Configuring Samba as a Member of a Windows NT4 Security Domain


If the Samba server acts as a Primary or Backup Domain Controller, do not use the domain security model. Configure the system as a standalone server that uses the user security model instead. See Section, “Configuring Samba as a Standalone Server”.

The domain security model is used with domains that implement Windows NT4 security. The Samba server must have a machine account in the domain (a domain security trust account).

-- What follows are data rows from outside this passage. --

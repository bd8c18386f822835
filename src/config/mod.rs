pub mod defaults;
pub mod envfile;
pub mod model;
pub mod resolve;
pub mod secrets;
pub mod servers;
pub mod settings;
pub mod validate;
pub mod workspace;

use std::collections::BTreeMap;
use std::path::Path;

use crate::error::{HubError, Result};
use model::HubManifest;

/// URL namespace under which the proxy exposes tool servers.
pub const ENDPOINT_NAMESPACE: &str = "mcp";
/// Trailing protocol segment of every tool-server URL.
pub const ENDPOINT_PROTOCOL: &str = "mcp";

/// Load a manifest. An empty file is an empty manifest.
pub fn load_manifest(path: &Path) -> Result<HubManifest> {
    let content = std::fs::read_to_string(path).map_err(|e| {
        if e.kind() == std::io::ErrorKind::NotFound {
            HubError::WorkspaceNotFound(path.parent().unwrap_or(path).to_path_buf())
        } else {
            HubError::io(format!("reading {}", path.display()), e)
        }
    })?;
    if content.trim().is_empty() {
        return Ok(HubManifest::default());
    }
    serde_yaml::from_str(&content).map_err(|source| HubError::Yaml {
        path: path.to_path_buf(),
        source,
    })
}

/// Validate and atomically write a manifest.
pub fn save_manifest(path: &Path, manifest: &HubManifest) -> Result<()> {
    if let Err(mut errors) = validate::validate_manifest(manifest) {
        return Err(errors.remove(0));
    }
    let content = serde_yaml::to_string(manifest)
        .map_err(|e| HubError::ConfigGeneration(e.to_string()))?;
    envfile::write_private(path, &content)
}

/// Deterministic URL for a tool server behind the proxy.
pub fn endpoint_url(proxy_port: u16, service_name: &str) -> String {
    format!("http://localhost:{proxy_port}/{ENDPOINT_NAMESPACE}/{service_name}/{ENDPOINT_PROTOCOL}")
}

/// Env vars required by enabled tool servers: key → servers needing it.
pub fn required_env_vars(manifest: &HubManifest) -> BTreeMap<String, Vec<String>> {
    let mut required: BTreeMap<String, Vec<String>> = BTreeMap::new();
    for (name, entry) in &manifest.tool_servers {
        if !entry.is_enabled() {
            continue;
        }
        for key in &entry.env_vars {
            required.entry(key.clone()).or_default().push(name.clone());
        }
    }
    required
}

Samba authenticates user names and passwords with either a primary or a secondary domain controller.

To add a Samba server to an NT4 domain:

  1. On the primary domain controller, use the Server Manager to add a machine account for the Samba server.

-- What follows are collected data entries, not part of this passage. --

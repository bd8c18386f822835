use anyhow::Result;
use owo_colors::OwoColorize;

use crate::cli::GlobalOpts;
use crate::config::secrets::{is_secret_ref, EnvVarStatus};

fn yes_no(flag: bool) -> &'static str {
    if flag {
        "yes"
    } else {
        "no"
    }
}

pub fn list(global: &GlobalOpts) -> Result<()> {
    let manager = super::manager(global)?;
    let vars = manager.get_env_vars()?;
    if vars.is_empty() {
        println!("  No variables set in {}", manager.workspace().env_file().path().display());
        return Ok(());
    }
    for (key, value) in &vars {
        // Secret references are safe to show; literal values may be tokens.
        let shown = if is_secret_ref(value) {
            value.clone()
        } else if value.is_empty() {
            String::new()
        } else {
            "********".to_string()
        };
        println!("  {}={}", key, shown);
    }
    Ok(())
}

pub fn set(global: &GlobalOpts, key: &str, value: &str) -> Result<()> {
    let manager = super::manager(global)?;
    manager.update_env_var(key, value)?;
    println!("  {} Set {}", "\u{2713}".green(), key);
    Ok(())
}

pub fn set_secret(global: &GlobalOpts, key: &str, secret: &str) -> Result<()> {
    let manager = super::manager(global)?;
    manager.set_env_var_from_secret(key, secret)?;
    println!("  {} {} now reads secret `{}`", "\u{2713}".green(), key, secret);
    Ok(())
}

pub fn status(global: &GlobalOpts, json: bool) -> Result<()> {
    let manager = super::manager(global)?;
    let statuses = manager.get_env_vars_status()?;
    if json {
        return super::print_json(&statuses);
    }

    let mut table = super::table(&["KEY", "SET", "SECRET", "SECRET EXISTS"]);
    for (key, status) in &statuses {
        table.add_row(vec![
            key.clone(),
            yes_no(status.is_set).to_string(),
            secret_label(status),
            if status.is_secret {
                yes_no(status.secret_exists).to_string()
            } else {
                "-".to_string()
            },
        ]);
    }
    println!("{table}");
    Ok(())
}

fn secret_label(status: &EnvVarStatus) -> String {
    status
        .secret_name
        .clone()
        .unwrap_or_else(|| "-".to_string())
}

pub fn required(global: &GlobalOpts, json: bool) -> Result<()> {
    let manager = super::manager(global)?;
    let requirements = manager.get_env_var_requirements()?;
    if json {
        return super::print_json(&requirements);
    }
    if requirements.is_empty() {
        println!("  No enabled tool server requires environment variables.");
        return Ok(());
    }

    let mut table = super::table(&["KEY", "REQUIRED BY", "SET", "SECRET", "SECRET EXISTS"]);
    for req in &requirements {
        table.add_row(vec![
            req.key.clone(),
            req.required_by.join(", "),
            yes_no(req.is_set).to_string(),
            yes_no(req.is_secret).to_string(),
            if req.is_secret {
                yes_no(req.secret_exists).to_string()
            } else {
                "-".to_string()
            },
        ]);
    }
    println!("{table}");

    let missing = requirements
        .iter()
        .filter(|r| !r.is_set || (r.is_secret && !r.secret_exists))
        .count();
    if missing > 0 {
        println!("  {} {} variable(s) still need a value", "!".yellow(), missing);
    }
    Ok(())
}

  2. Edit /etc/samba/smb.conf and configure the [global] section to use ADS:

    security = domain
    workgroup = DOMAIN
    netbios name = SERVERNAME 
  3. Join the server to the domain:

    # net rpc join -S winpdc.mydom.com -U Administrator%password

    In this example, the primary domain controller is winpdc.mydom.com and password is the password for the Administrator account.

  4. Restart the smb service:

    # service smb restart
  5. Create an account for each user who is allowed access to shares or printers:

    # useradd -s /sbin/nologin username
    # passwd username

    In this example, the account's login shell is set to /sbin/nologin to prevent direct logins.